Required community service becoming trend in local schools

By JAMES J. ALLEN

Staff writer

Seniors at Amesbury High School this year face requirements above passing the MCAS test and beyond grades granted inside the classroom.

They must also fulfill 75 hours of community service to graduate.

Following the success of the program since it was initiated nearly five years agao, other area high schools have begun re-examining their own service organizations.

Timberlane High in Plaistow, N.H., and Presentation of Mary Academy in Methuen already require community service to graduate. Pentucket Regional High School in West Newbury and Triton Regional High School in Newbury have recently formed new service clubs. And like many schools, Newburyport High requires service for induction into National Honor Society.

At Amesbury High, all students must serve at least 10 hours per year beginning this year.

Despite calling the service a “requirement,” students aren’t complaining, teachers aren’t needing to hound students to take part and non-profit organizations are benefitting.

“It’s truly a well-rounded education,” said Bill Claffey Amesbury’s Community Service Coordinator. “The kids are helping the needs of many.”

Claffey keeps a tally of students’ hours on his high school office door and “very rarely” has to get after students near the year’s end for their mandatory service.

Students named their church groups, maintainence projects at nearby parks, coaching young athletes and serving at Our Neighbor’s Table, a local food free food provider, as frequent volunteer spots.

“The funny thing is that some (students) come in reluctantly and when it’s time for them to leave they want to stay,” said Our Neighbor’s Table Director Rosemary Werner. “It brings a special feeling to you when you see the young hands helping the older hands.”

Werner said the organization depends on the student volunteers to help serve an annual 12,000 meals.

“You see the very best of the children when they come down,” she said. “I don’t think you can do a program like this without being touched.”

Student Mary Elizabeth Reidy agreed.

Before moving to Amesbury, Reidy lived in Mobile, Ala., where she volunteered to talk and hold hands with terminally ill patients at the local hospital.

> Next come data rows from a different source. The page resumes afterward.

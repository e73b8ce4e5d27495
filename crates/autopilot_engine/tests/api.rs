use std::time::Duration;

use autopilot_core::{CreationMode, JobConfig, JobStatus, Mode, PresetSettings, SceneCount};
use autopilot_engine::{ApiSettings, FailureKind, ReqwestApi, WorkflowApi};
use pretty_assertions::assert_eq;
use serde_json::json;
use wiremock::matchers::{body_json, body_partial_json, method, path};
use wiremock::{Mock, MockServer, ResponseTemplate};

fn api_for(server: &MockServer) -> ReqwestApi {
    ReqwestApi::new(&ApiSettings {
        base_url: server.uri(),
        ..ApiSettings::default()
    })
    .expect("valid base url")
}

#[tokio::test]
async fn start_job_posts_flat_body_and_returns_project_id() {
    let server = MockServer::start().await;
    Mock::given(method("POST"))
        .and(path("/api/autopilot/start"))
        .and(body_partial_json(json!({
            "keyword": "Deep sea creatures",
            "mode": "longform",
            "video_scene_count": 10,
            "all_video": false,
            "duration_seconds": 600,
            "upload_privacy": "private",
            "creation_mode": "default",
            "upload_schedule_at": null,
        })))
        .respond_with(ResponseTemplate::new(200).set_body_json(json!({
            "status": "ok",
            "project_id": 42,
        })))
        .expect(1)
        .mount(&server)
        .await;

    let config = JobConfig {
        topic: "  Deep sea creatures ".to_string(),
        ..JobConfig::default()
    };
    let project_id = api_for(&server).start_job(&config).await.expect("started");
    assert_eq!(project_id, 42);
}

#[tokio::test]
async fn commerce_job_sends_prefixed_keyword_and_all_scenes() {
    let server = MockServer::start().await;
    Mock::given(method("POST"))
        .and(path("/api/autopilot/start"))
        .and(body_partial_json(json!({
            "keyword": "[Commerce] https://shop.example/item/7",
            "mode": "shorts",
            "creation_mode": "commerce",
            "product_url": "https://shop.example/item/7",
            "video_scene_count": 0,
            "all_video": true,
        })))
        .respond_with(ResponseTemplate::new(200).set_body_json(json!({
            "status": "ok",
            "project_id": 7,
        })))
        .expect(1)
        .mount(&server)
        .await;

    let config = JobConfig {
        mode: Mode::Shorts,
        creation_mode: CreationMode::Commerce,
        product_url: "https://shop.example/item/7".to_string(),
        scene_count: SceneCount::All,
        duration_seconds: 60,
        ..JobConfig::default()
    };
    assert_eq!(api_for(&server).start_job(&config).await, Ok(7));
}

#[tokio::test]
async fn start_job_rejection_carries_backend_error() {
    let server = MockServer::start().await;
    Mock::given(method("POST"))
        .and(path("/api/autopilot/start"))
        .respond_with(ResponseTemplate::new(200).set_body_json(json!({
            "status": "error",
            "error": "quota exceeded",
        })))
        .mount(&server)
        .await;

    let config = JobConfig {
        topic: "topic".to_string(),
        ..JobConfig::default()
    };
    let err = api_for(&server).start_job(&config).await.unwrap_err();
    assert_eq!(err.kind, FailureKind::Rejected);
    assert_eq!(err.user_message(), "quota exceeded");
}

#[tokio::test]
async fn start_job_without_error_text_uses_generic_message() {
    let server = MockServer::start().await;
    Mock::given(method("POST"))
        .and(path("/api/autopilot/start"))
        .respond_with(ResponseTemplate::new(200).set_body_json(json!({ "status": "error" })))
        .mount(&server)
        .await;

    let config = JobConfig {
        topic: "topic".to_string(),
        ..JobConfig::default()
    };
    let err = api_for(&server).start_job(&config).await.unwrap_err();
    assert_eq!(err.kind, FailureKind::Rejected);
    assert_eq!(err.message, "Failed to start");
}

#[tokio::test]
async fn http_error_prefers_body_error_text() {
    let server = MockServer::start().await;
    Mock::given(method("POST"))
        .and(path("/api/autopilot/start"))
        .respond_with(
            ResponseTemplate::new(500).set_body_json(json!({ "error": "worker crashed" })),
        )
        .mount(&server)
        .await;

    let config = JobConfig {
        topic: "topic".to_string(),
        ..JobConfig::default()
    };
    let err = api_for(&server).start_job(&config).await.unwrap_err();
    assert_eq!(err.kind, FailureKind::HttpStatus(500));
    assert_eq!(err.message, "worker crashed");
}

#[tokio::test]
async fn non_json_body_is_a_decode_failure() {
    let server = MockServer::start().await;
    Mock::given(method("POST"))
        .and(path("/api/autopilot/start"))
        .respond_with(ResponseTemplate::new(200).set_body_string("<html>proxy</html>"))
        .mount(&server)
        .await;

    let config = JobConfig {
        topic: "topic".to_string(),
        ..JobConfig::default()
    };
    let err = api_for(&server).start_job(&config).await.unwrap_err();
    assert_eq!(err.kind, FailureKind::Decode);
}

#[tokio::test]
async fn project_status_reads_nested_status() {
    let server = MockServer::start().await;
    Mock::given(method("GET"))
        .and(path("/api/projects/42/full"))
        .respond_with(ResponseTemplate::new(200).set_body_json(json!({
            "project": { "id": 42, "status": "scripting", "topic": "x" },
            "scenes": [],
        })))
        .mount(&server)
        .await;

    let status = api_for(&server).project_status(42).await.expect("status");
    assert_eq!(status, JobStatus::Scripting);
    assert_eq!(status.progress(), 55);
}

#[tokio::test]
async fn project_status_missing_maps_to_processing() {
    let server = MockServer::start().await;
    Mock::given(method("GET"))
        .and(path("/api/projects/9/full"))
        .respond_with(ResponseTemplate::new(200).set_body_json(json!({ "project": {} })))
        .mount(&server)
        .await;

    let status = api_for(&server).project_status(9).await.expect("status");
    assert_eq!(status, JobStatus::processing());
    assert_eq!(status.progress(), 10);
}

#[tokio::test]
async fn queue_lists_projects_and_count() {
    let server = MockServer::start().await;
    Mock::given(method("GET"))
        .and(path("/api/autopilot/queue"))
        .respond_with(ResponseTemplate::new(200).set_body_json(json!({
            "projects": [
                { "id": 3, "topic": "first", "status": "queued", "created_at": "2026-10-19T08:00:00" },
                { "id": 4, "topic": null, "status": "queued" },
            ],
            "count": 2,
        })))
        .mount(&server)
        .await;

    let snapshot = api_for(&server).queue().await.expect("queue");
    assert_eq!(snapshot.count, 2);
    assert_eq!(snapshot.entries.len(), 2);
    assert_eq!(snapshot.entries[0].topic.as_deref(), Some("first"));
    assert!(snapshot.entries.iter().all(|entry| entry.is_queued()));
}

#[tokio::test]
async fn batch_start_requires_started_status() {
    let server = MockServer::start().await;
    Mock::given(method("POST"))
        .and(path("/api/autopilot/batch-start"))
        .respond_with(ResponseTemplate::new(200).set_body_json(json!({
            "status": "started",
            "message": "Batch processing started",
        })))
        .mount(&server)
        .await;

    assert_eq!(api_for(&server).start_batch().await, Ok(()));
}

#[tokio::test]
async fn batch_start_reports_backend_message() {
    let server = MockServer::start().await;
    Mock::given(method("POST"))
        .and(path("/api/autopilot/batch-start"))
        .respond_with(ResponseTemplate::new(200).set_body_json(json!({
            "status": "error",
            "message": "already running",
        })))
        .mount(&server)
        .await;

    let err = api_for(&server).start_batch().await.unwrap_err();
    assert_eq!(err.kind, FailureKind::Rejected);
    assert_eq!(err.message, "already running");
}

#[tokio::test]
async fn dequeue_patches_status_back_to_planning() {
    let server = MockServer::start().await;
    Mock::given(method("PATCH"))
        .and(path("/api/projects/5"))
        .and(body_json(json!({ "status": "planning" })))
        .respond_with(ResponseTemplate::new(200).set_body_json(json!({ "id": 5 })))
        .expect(1)
        .mount(&server)
        .await;

    assert_eq!(api_for(&server).dequeue(5).await, Ok(()));
}

#[tokio::test]
async fn presets_round_trip_through_backend() {
    let server = MockServer::start().await;
    Mock::given(method("GET"))
        .and(path("/api/autopilot/presets"))
        .respond_with(ResponseTemplate::new(200).set_body_json(json!({
            "presets": [
                { "id": 1, "name": "Weekly", "settings": { "mode": "shorts", "visual_style": "anime" } },
                { "id": 2, "name": "Partly broken", "settings": { "mode": 17, "voice_id": "v2" } },
                { "id": 3, "name": "Empty" },
            ],
        })))
        .mount(&server)
        .await;
    Mock::given(method("POST"))
        .and(path("/api/autopilot/presets"))
        .and(body_partial_json(json!({
            "name": "Mine",
            "settings": { "mode": "longform", "image_style": "watercolor" },
        })))
        .respond_with(ResponseTemplate::new(200).set_body_json(json!({ "status": "ok" })))
        .expect(1)
        .mount(&server)
        .await;
    Mock::given(method("DELETE"))
        .and(path("/api/autopilot/presets/1"))
        .respond_with(ResponseTemplate::new(200).set_body_json(json!({ "status": "ok" })))
        .expect(1)
        .mount(&server)
        .await;

    let api = api_for(&server);
    let presets = api.list_presets().await.expect("presets");
    assert_eq!(presets.len(), 3);
    assert_eq!(presets[0].settings.mode, Some(Mode::Shorts));
    assert_eq!(presets[0].settings.visual_style.as_deref(), Some("anime"));
    assert_eq!(
        presets[1].settings,
        PresetSettings {
            voice_id: Some("v2".to_string()),
            ..PresetSettings::default()
        }
    );
    assert_eq!(presets[2].settings, PresetSettings::default());

    let settings = PresetSettings {
        mode: Some(Mode::Longform),
        image_style: Some("watercolor".to_string()),
        ..PresetSettings::default()
    };
    assert_eq!(api.save_preset("Mine", &settings).await, Ok(()));
    assert_eq!(api.delete_preset(1).await, Ok(()));
}

#[tokio::test]
async fn slow_backend_times_out() {
    let server = MockServer::start().await;
    Mock::given(method("GET"))
        .and(path("/api/autopilot/queue"))
        .respond_with(
            ResponseTemplate::new(200)
                .set_body_json(json!({ "projects": [], "count": 0 }))
                .set_delay(Duration::from_millis(500)),
        )
        .mount(&server)
        .await;

    let api = ReqwestApi::new(&ApiSettings {
        base_url: server.uri(),
        connect_timeout: Duration::from_secs(1),
        request_timeout: Duration::from_millis(50),
    })
    .expect("valid base url");
    let err = api.queue().await.unwrap_err();
    assert_eq!(err.kind, FailureKind::Timeout);
}

#[test]
fn rejects_non_http_base_url() {
    let err = ReqwestApi::new(&ApiSettings {
        base_url: "ftp://example.com".to_string(),
        ..ApiSettings::default()
    })
    .unwrap_err();
    assert_eq!(err.kind, FailureKind::InvalidBaseUrl);

    let err = ReqwestApi::new(&ApiSettings {
        base_url: "not a url".to_string(),
        ..ApiSettings::default()
    })
    .unwrap_err();
    assert_eq!(err.kind, FailureKind::InvalidBaseUrl);
}

#[test]
fn trailing_slash_is_trimmed() {
    let api = ReqwestApi::new(&ApiSettings {
        base_url: "http://localhost:8000/".to_string(),
        ..ApiSettings::default()
    })
    .expect("valid base url");
    assert_eq!(api.base_url(), "http://localhost:8000");
}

Now she is planning a career in medicine. She said she doesn’t perform community service because it’s a requirement, but out of a desire to help herself.

“I used to have trouble looking people in the eye, but I don’t have that trouble anymore,” she said. “I’m more sure of myself.”

Reidy served her community before she had to. And some say requiring community service undermines its philosophy of giving out of the kindness of one’s heart.

That’s exactly what Amesbury math teacher Barbara Leary once thought.

“When we first put this thing in place I was against it,” she said. “I thought, how could it be required, it should be voluntary, philosophically.”

Since community service has been required, though, two things have happened that quelled Leary’s skepticism.

One was watching certain students serve eight to ten times the amount required.

“There are kids who don’t even turn in their hours,” she said. “It’s not a case of having to think of things for them to do. They find things on their own.”

Students serving a high number of hours receive certificates at graduation. Last year, over 20,000 hours were served by Amesbury High students.

The second thing Leary said the requirement did was give a push to reluctant students.

“Most people won’t do something unless you push them into it,” she said. “Once they see ‘oh, this is cool’ they do more hours.”

One of more interesting service jobs is held by student Rob Day, who gets some of his hours by volunteer firefighting in South Hampton, N.H.

The trick to community service, he said, is finding something that you like and that helps others.

“Students find that once they start doing it, they find they like it,” he said.

Day remembered being called to a recent accident that involved two cars and five people.

“It was a bad accident and it was cold,” he said. “We had to share our jackets with the people.”

Day, who called himself the “gopher” of the department, said he felt like he had really helped people out that day. He said he still gets excited every time a call comes in.

“It works both ways,” he said. “You have to have the hours and they make you do it.”

Fellow senior Chris King said community service looks good on college applications as well.

For King, who is involved in a number of school activities and holds a job, being busy is simply part of being in high school.

“For people out there who don’t want to get involved, maybe they shouldn’t graduate,” he said. “If you’re really involved, you should already have the number of hours.”

As for students who complain they don’t have time for community service because of after-school jobs, King said they should re-examine their priorities.

“For kids with jobs, you’re in high school, the job isn’t the most important thing,” he said.

“The goal of Amesbury High School and the goal of any high school I think is to prepare kids to be successful in whatever they do,” he said. “Community service makes good citizens.”

Leary said she now realizes that requiring community service in high school doesn’t always mean twisting students’ arms. When it does come to that, however, shesaid she quotes a favorite passage.

“When he came to die he did not want to discover that he had not lived.”